Your assignment ::
When a line contains the string "Ascending", it counts once; give the total of such lines in the entries below and nothing else.

(Items from a data source)

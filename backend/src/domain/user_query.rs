//! Filter and pagination builder for user listings.
//!
//! A list request is normalised once into a [`UserQueryBuilder`], optionally
//! narrowed to the members of requested groups, and finally frozen into an
//! immutable [`UserQuery`]. Persistence adapters receive the same
//! [`UserQuery`] for the page read and for the count, so both see identical
//! predicates. Only the page read applies the [`PageWindow`].

use std::collections::HashSet;

use pagination::{PageWindow, PaginationLimits, SortDirection};
use serde::{Deserialize, Serialize};

use super::group::GroupId;
use super::identifiers::{simplify_contact_list, simplify_string_list};
use super::ports::ListUsersRequest;
use super::user::UserId;

/// Column a user listing is ordered by.
#[derive(Debug, Clone, Copy, Default, PartialEq, Eq, Hash, Serialize, Deserialize)]
#[serde(rename_all = "snake_case")]
pub enum UserSortColumn {
    /// Creation instant.
    #[default]
    CreateTime,
    /// Last modification instant.
    UpdateTime,
    /// Last status change instant.
    StatusTime,
    /// Login name.
    Username,
}

impl UserSortColumn {
    /// Resolve a sort key as spelled by callers, e.g. `create_time`.
    ///
    /// # Examples
    /// ```
    /// use directory_backend::domain::UserSortColumn;
    ///
    /// assert_eq!(UserSortColumn::from_key("username"), Some(UserSortColumn::Username));
    /// assert_eq!(UserSortColumn::from_key("password"), None);
    /// ```
    pub fn from_key(key: &str) -> Option<Self> {
        match key.trim() {
            "create_time" => Some(Self::CreateTime),
            "update_time" => Some(Self::UpdateTime),
            "status_time" => Some(Self::StatusTime),
            "username" => Some(Self::Username),
            _ => None,
        }
    }
}

/// Sort column plus direction.
#[derive(Debug, Clone, Copy, Default, PartialEq, Eq)]
pub struct UserSort {
    /// Column to order by.
    pub column: UserSortColumn,
    /// Direction applied to the column.
    pub direction: SortDirection,
}

/// Normalised list request awaiting optional group scoping.
#[derive(Debug, Clone, PartialEq, Eq)]
pub struct UserQueryBuilder {
    group_ids: Vec<GroupId>,
    user_ids: Vec<UserId>,
    usernames: Vec<String>,
    emails: Vec<String>,
    phone_numbers: Vec<String>,
    statuses: Vec<String>,
    search_word: Option<String>,
    sort: UserSort,
    window: PageWindow,
}

impl UserQueryBuilder {
    /// Normalise every filter field and clamp pagination.
    pub fn new(request: &ListUsersRequest, limits: &PaginationLimits) -> Self {
        let search_word = request
            .search_word
            .as_deref()
            .map(str::trim)
            .filter(|word| !word.is_empty())
            .map(str::to_owned);

        Self {
            group_ids: simplify_string_list(&request.group_ids)
                .into_iter()
                .map(GroupId::new)
                .collect(),
            user_ids: normalise_user_ids(&request.user_ids),
            usernames: simplify_string_list(&request.usernames),
            emails: simplify_contact_list(&request.emails),
            phone_numbers: simplify_contact_list(&request.phone_numbers),
            statuses: simplify_string_list(&request.statuses),
            search_word,
            sort: UserSort {
                column: request.sort_key.unwrap_or_default(),
                direction: request.sort_direction.unwrap_or_default(),
            },
            window: limits.window(request.limit, request.offset),
        }
    }

    /// Groups the listing is scoped to; empty when unscoped.
    pub fn group_ids(&self) -> &[GroupId] {
        &self.group_ids
    }

    /// Freeze the descriptor, ignoring any group scope.
    pub fn build(self) -> UserQuery {
        UserQuery {
            user_ids: self.user_ids,
            usernames: self.usernames,
            emails: self.emails,
            phone_numbers: self.phone_numbers,
            statuses: self.statuses,
            search_word: self.search_word,
            sort: self.sort,
            window: self.window,
        }
    }

    /// Freeze the descriptor restricted to `members` of the requested groups.
    ///
    /// Without an explicit user-id filter the members become the filter.
    /// With one, only ids present in both survive, in the caller's order.
    /// Returns `None` when no id survives: the listing is empty and the
    /// store must not be queried, since an empty `IN` set would otherwise
    /// read as "no filter".
    pub fn build_scoped(mut self, members: &[UserId]) -> Option<UserQuery> {
        self.user_ids = if self.user_ids.is_empty() {
            let mut seen = HashSet::new();
            members
                .iter()
                .filter(|id| seen.insert(*id))
                .cloned()
                .collect()
        } else {
            let members: HashSet<&UserId> = members.iter().collect();
            self.user_ids
                .into_iter()
                .filter(|id| members.contains(id))
                .collect()
        };

        if self.user_ids.is_empty() {
            return None;
        }
        Some(self.build())
    }
}

fn normalise_user_ids(raw: &[String]) -> Vec<UserId> {
    simplify_string_list(raw)
        .into_iter()
        .filter_map(|id| UserId::new(id).ok())
        .collect()
}

/// Immutable, bounded description of a user listing.
///
/// Empty filter lists add no predicate. The [`PageWindow`] only applies to
/// page reads; counts ignore it.
#[derive(Debug, Clone, PartialEq, Eq)]
pub struct UserQuery {
    user_ids: Vec<UserId>,
    usernames: Vec<String>,
    emails: Vec<String>,
    phone_numbers: Vec<String>,
    statuses: Vec<String>,
    search_word: Option<String>,
    sort: UserSort,
    window: PageWindow,
}

impl UserQuery {
    /// `user_id IN (...)` values.
    pub fn user_ids(&self) -> &[UserId] {
        &self.user_ids
    }

    /// `username IN (...)` values.
    pub fn usernames(&self) -> &[String] {
        &self.usernames
    }

    /// `email IN (...)` values, simplified.
    pub fn emails(&self) -> &[String] {
        &self.emails
    }

    /// `phone_number IN (...)` values, simplified.
    pub fn phone_numbers(&self) -> &[String] {
        &self.phone_numbers
    }

    /// `status IN (...)` values as supplied.
    pub fn statuses(&self) -> &[String] {
        &self.statuses
    }

    /// Trimmed, case-insensitive substring searched in username, email
    /// and phone number.
    pub fn search_word(&self) -> Option<&str> {
        self.search_word.as_deref()
    }

    /// Requested ordering.
    pub fn sort(&self) -> UserSort {
        self.sort
    }

    /// Clamped page bounds.
    pub fn window(&self) -> PageWindow {
        self.window
    }
}

#[cfg(test)]
mod tests {
    //! Unit coverage for normalisation, clamping and group scoping.
    use super::*;
    use rstest::{fixture, rstest};

    fn ids(raw: &[&str]) -> Vec<UserId> {
        raw.iter()
            .map(|id| UserId::new(id).expect("valid user id"))
            .collect()
    }

    fn strings(raw: &[&str]) -> Vec<String> {
        raw.iter().map(|value| (*value).to_owned()).collect()
    }

    #[fixture]
    fn limits() -> PaginationLimits {
        PaginationLimits::default()
    }

    #[rstest]
    fn builder_normalises_every_field(limits: PaginationLimits) {
        let request = ListUsersRequest {
            group_ids: strings(&[" grp-1 ", "grp-1", ""]),
            user_ids: strings(&["usr-a", " usr-a", "  "]),
            usernames: strings(&["alice", "alice"]),
            emails: strings(&["ALICE@X.com "]),
            phone_numbers: strings(&[" 555 "]),
            statuses: strings(&["active", "", "active"]),
            search_word: Some("  ali ".to_owned()),
            ..ListUsersRequest::default()
        };

        let builder = UserQueryBuilder::new(&request, &limits);
        assert_eq!(builder.group_ids(), &[GroupId::new("grp-1")]);

        let query = builder.build();
        assert_eq!(query.user_ids(), ids(&["usr-a"]).as_slice());
        assert_eq!(query.usernames(), &["alice".to_owned()]);
        assert_eq!(query.emails(), &["alice@x.com".to_owned()]);
        assert_eq!(query.phone_numbers(), &["555".to_owned()]);
        assert_eq!(query.statuses(), &["active".to_owned()]);
        assert_eq!(query.search_word(), Some("ali"));
    }

    #[rstest]
    fn empty_request_yields_unfiltered_newest_first_query(limits: PaginationLimits) {
        let query = UserQueryBuilder::new(&ListUsersRequest::default(), &limits).build();

        assert!(query.user_ids().is_empty());
        assert!(query.statuses().is_empty());
        assert_eq!(query.search_word(), None);
        assert_eq!(query.sort().column, UserSortColumn::CreateTime);
        assert_eq!(query.sort().direction, SortDirection::Descending);
        assert_eq!(query.window().limit(), 20);
        assert_eq!(query.window().offset(), 0);
    }

    #[rstest]
    fn blank_search_word_is_ignored(limits: PaginationLimits) {
        let request = ListUsersRequest {
            search_word: Some("   ".to_owned()),
            ..ListUsersRequest::default()
        };
        let query = UserQueryBuilder::new(&request, &limits).build();
        assert_eq!(query.search_word(), None);
    }

    #[rstest]
    fn explicit_sort_and_window_are_honoured(limits: PaginationLimits) {
        let request = ListUsersRequest {
            sort_key: Some(UserSortColumn::Username),
            sort_direction: Some(SortDirection::Ascending),
            limit: Some(1_000),
            offset: Some(-4),
            ..ListUsersRequest::default()
        };
        let query = UserQueryBuilder::new(&request, &limits).build();

        assert_eq!(query.sort().column, UserSortColumn::Username);
        assert_eq!(query.sort().direction, SortDirection::Ascending);
        assert_eq!(query.window().limit(), 200);
        assert_eq!(query.window().offset(), 0);
    }

    #[rstest]
    fn scoped_query_intersects_explicit_ids(limits: PaginationLimits) {
        let request = ListUsersRequest {
            group_ids: strings(&["grp-g"]),
            user_ids: strings(&["usr-c", "usr-a", "usr-b"]),
            ..ListUsersRequest::default()
        };
        let query = UserQueryBuilder::new(&request, &limits)
            .build_scoped(&ids(&["usr-a", "usr-b", "usr-z"]))
            .expect("intersection is not empty");

        assert_eq!(query.user_ids(), ids(&["usr-a", "usr-b"]).as_slice());
    }

    #[rstest]
    fn scoped_query_adopts_members_without_explicit_ids(limits: PaginationLimits) {
        let request = ListUsersRequest {
            group_ids: strings(&["grp-g"]),
            ..ListUsersRequest::default()
        };
        let query = UserQueryBuilder::new(&request, &limits)
            .build_scoped(&ids(&["usr-b", "usr-a", "usr-b"]))
            .expect("members present");

        assert_eq!(query.user_ids(), ids(&["usr-b", "usr-a"]).as_slice());
    }

    #[rstest]
    #[case(&[], &[])]
    #[case(&["usr-a"], &[])]
    #[case(&["usr-a"], &["usr-b"])]
    fn scoped_query_short_circuits_on_empty_result(
        limits: PaginationLimits,
        #[case] explicit: &[&str],
        #[case] members: &[&str],
    ) {
        let request = ListUsersRequest {
            group_ids: strings(&["grp-g"]),
            user_ids: strings(explicit),
            ..ListUsersRequest::default()
        };
        let scoped = UserQueryBuilder::new(&request, &limits).build_scoped(&ids(members));
        assert!(scoped.is_none());
    }

    #[rstest]
    #[case("create_time", Some(UserSortColumn::CreateTime))]
    #[case(" update_time ", Some(UserSortColumn::UpdateTime))]
    #[case("status_time", Some(UserSortColumn::StatusTime))]
    #[case("email", None)]
    fn sort_keys_resolve(#[case] key: &str, #[case] expected: Option<UserSortColumn>) {
        assert_eq!(UserSortColumn::from_key(key), expected);
    }
}
//! In-memory implementation of the directory persistence ports.
//!
//! Mirrors the PostgreSQL adapters closely enough for behavioural tests:
//! filters, ordering with the `user_id` tie-breaker, page windows and the
//! all-or-nothing delete. Failures can be injected per port.

use std::cmp::Ordering;
use std::collections::{BTreeMap, BTreeSet};
use std::sync::{Mutex, MutexGuard, PoisonError};

use async_trait::async_trait;
use chrono::{DateTime, Utc};
use pagination::SortDirection;

use crate::domain::ports::{
    GroupMembershipError, GroupMembershipRepository, UserDeleter, UserDeletionError,
    UserPersistenceError, UserRepository,
};
use crate::domain::{
    Group, GroupId, NewUser, User, UserChanges, UserId, UserQuery, UserSortColumn, UserStatus,
};

#[derive(Debug, Clone)]
struct StoredUser {
    user: User,
    password: String,
}

#[derive(Debug, Clone, Default)]
struct StoreState {
    users: BTreeMap<UserId, StoredUser>,
    groups: BTreeMap<GroupId, Group>,
    bindings: BTreeSet<(UserId, GroupId)>,
    user_failure: Option<UserPersistenceError>,
    membership_failure: Option<GroupMembershipError>,
    deletion_failure: Option<UserDeletionError>,
}

/// Shared in-memory store implementing every persistence port.
#[derive(Debug, Default)]
pub struct InMemoryDirectoryStore {
    state: Mutex<StoreState>,
}

impl InMemoryDirectoryStore {
    /// Create an empty store.
    pub fn new() -> Self {
        Self::default()
    }

    fn lock(&self) -> MutexGuard<'_, StoreState> {
        self.state.lock().unwrap_or_else(PoisonError::into_inner)
    }

    /// Register a group so bindings can reference it.
    pub fn seed_group(&self, group: Group) {
        self.lock().groups.insert(group.group_id.clone(), group);
    }

    /// Add `user_id` to `group_id`.
    pub fn bind(&self, user_id: &UserId, group_id: &GroupId) {
        self.lock()
            .bindings
            .insert((user_id.clone(), group_id.clone()));
    }

    /// Groups `user_id` is currently bound to.
    pub fn bindings_for(&self, user_id: &UserId) -> Vec<GroupId> {
        self.lock()
            .bindings
            .iter()
            .filter(|(bound, _)| bound == user_id)
            .map(|(_, group)| group.clone())
            .collect()
    }

    /// Stored secret for `user_id`, if the user exists.
    pub fn stored_password(&self, user_id: &UserId) -> Option<String> {
        self.lock()
            .users
            .get(user_id)
            .map(|stored| stored.password.clone())
    }

    /// Fail every user repository call with `error` until cleared.
    pub fn fail_user_calls(&self, error: Option<UserPersistenceError>) {
        self.lock().user_failure = error;
    }

    /// Fail every membership call with `error` until cleared.
    pub fn fail_membership_calls(&self, error: Option<GroupMembershipError>) {
        self.lock().membership_failure = error;
    }

    /// Fail deletions with `error` after bindings were removed, so the
    /// rollback is observable.
    pub fn fail_deletions(&self, error: Option<UserDeletionError>) {
        self.lock().deletion_failure = error;
    }
}

fn check_user_failure(state: &StoreState) -> Result<(), UserPersistenceError> {
    state.user_failure.clone().map_or(Ok(()), Err)
}

fn check_membership_failure(state: &StoreState) -> Result<(), GroupMembershipError> {
    state.membership_failure.clone().map_or(Ok(()), Err)
}

fn contains_or_unfiltered<T: PartialEq>(filter: &[T], value: &T) -> bool {
    filter.is_empty() || filter.contains(value)
}

fn user_matches(query: &UserQuery, user: &User) -> bool {
    let search_hit = query.search_word().is_none_or(|word| {
        let word = word.to_lowercase();
        [&user.username, &user.email, &user.phone_number]
            .iter()
            .any(|field| field.to_lowercase().contains(&word))
    });

    contains_or_unfiltered(query.user_ids(), &user.user_id)
        && contains_or_unfiltered(query.usernames(), &user.username)
        && contains_or_unfiltered(query.emails(), &user.email)
        && contains_or_unfiltered(query.phone_numbers(), &user.phone_number)
        && (query.statuses().is_empty()
            || query
                .statuses()
                .iter()
                .any(|status| status == user.status.as_str()))
        && search_hit
}

fn compare(column: UserSortColumn, left: &User, right: &User) -> Ordering {
    let primary = match column {
        UserSortColumn::CreateTime => left.created_at.cmp(&right.created_at),
        UserSortColumn::UpdateTime => left.updated_at.cmp(&right.updated_at),
        UserSortColumn::StatusTime => left.status_changed_at.cmp(&right.status_changed_at),
        UserSortColumn::Username => left.username.cmp(&right.username),
    };
    primary.then_with(|| left.user_id.cmp(&right.user_id))
}

fn matching_users(state: &StoreState, query: &UserQuery) -> Vec<User> {
    state
        .users
        .values()
        .map(|stored| &stored.user)
        .filter(|user| user_matches(query, user))
        .cloned()
        .collect()
}

#[async_trait]
impl UserRepository for InMemoryDirectoryStore {
    async fn insert(&self, user: &NewUser) -> Result<(), UserPersistenceError> {
        let mut state = self.lock();
        check_user_failure(&state)?;
        if state.users.contains_key(&user.user_id) {
            return Err(UserPersistenceError::query("duplicate record"));
        }

        let stored = StoredUser {
            user: User {
                user_id: user.user_id.clone(),
                username: user.username.clone(),
                email: user.email.clone(),
                phone_number: user.phone_number.clone(),
                description: user.description.clone(),
                extra: user.extra.clone(),
                status: UserStatus::Active,
                status_changed_at: user.created_at,
                created_at: user.created_at,
                updated_at: user.created_at,
            },
            password: user.password.expose().to_owned(),
        };
        state.users.insert(user.user_id.clone(), stored);
        Ok(())
    }

    async fn find_by_id(&self, id: &UserId) -> Result<Option<User>, UserPersistenceError> {
        let state = self.lock();
        check_user_failure(&state)?;
        Ok(state.users.get(id).map(|stored| stored.user.clone()))
    }

    async fn update(
        &self,
        id: &UserId,
        changes: &UserChanges,
    ) -> Result<(), UserPersistenceError> {
        let mut state = self.lock();
        check_user_failure(&state)?;
        let stored = state
            .users
            .get_mut(id)
            .ok_or_else(|| UserPersistenceError::not_found(id.as_str()))?;
        changes.apply_to(&mut stored.user);
        Ok(())
    }

    async fn list(&self, query: &UserQuery) -> Result<Vec<User>, UserPersistenceError> {
        let state = self.lock();
        check_user_failure(&state)?;

        let mut users = matching_users(&state, query);
        let sort = query.sort();
        users.sort_by(|left, right| {
            let ordering = compare(sort.column, left, right);
            match sort.direction {
                SortDirection::Ascending => ordering,
                SortDirection::Descending => ordering.reverse(),
            }
        });

        let window = query.window();
        let offset = usize::try_from(window.offset()).unwrap_or(usize::MAX);
        let limit = usize::try_from(window.limit()).unwrap_or(0);
        Ok(users.into_iter().skip(offset).take(limit).collect())
    }

    async fn count(&self, query: &UserQuery) -> Result<u64, UserPersistenceError> {
        let state = self.lock();
        check_user_failure(&state)?;
        let total = matching_users(&state, query).len();
        u64::try_from(total).map_err(|_| UserPersistenceError::query("count overflow"))
    }
}

#[async_trait]
impl GroupMembershipRepository for InMemoryDirectoryStore {
    async fn groups_for_users(
        &self,
        user_ids: &[UserId],
    ) -> Result<Vec<Group>, GroupMembershipError> {
        let state = self.lock();
        check_membership_failure(&state)?;

        let group_ids: BTreeSet<&GroupId> = state
            .bindings
            .iter()
            .filter(|(user_id, _)| user_ids.contains(user_id))
            .map(|(_, group_id)| group_id)
            .collect();
        Ok(group_ids
            .into_iter()
            .filter_map(|group_id| state.groups.get(group_id).cloned())
            .collect())
    }

    async fn user_ids_for_groups(
        &self,
        group_ids: &[GroupId],
    ) -> Result<Vec<UserId>, GroupMembershipError> {
        let state = self.lock();
        check_membership_failure(&state)?;

        let members: BTreeSet<&UserId> = state
            .bindings
            .iter()
            .filter(|(_, group_id)| group_ids.contains(group_id))
            .map(|(user_id, _)| user_id)
            .collect();
        Ok(members.into_iter().cloned().collect())
    }
}

#[async_trait]
impl UserDeleter for InMemoryDirectoryStore {
    async fn delete_users(
        &self,
        user_ids: &[UserId],
        deleted_at: DateTime<Utc>,
    ) -> Result<(), UserDeletionError> {
        let mut state = self.lock();

        // Work on a copy; the live state is replaced only on success.
        let mut pending = state.clone();
        pending
            .bindings
            .retain(|(user_id, _)| !user_ids.contains(user_id));
        if let Some(error) = pending.deletion_failure.clone() {
            return Err(error);
        }
        for user_id in user_ids {
            if let Some(stored) = pending.users.get_mut(user_id) {
                stored.user.status = UserStatus::Deleted;
                stored.user.status_changed_at = deleted_at;
                stored.user.updated_at = deleted_at;
            }
        }

        *state = pending;
        Ok(())
    }
}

Solution for this problem ::
3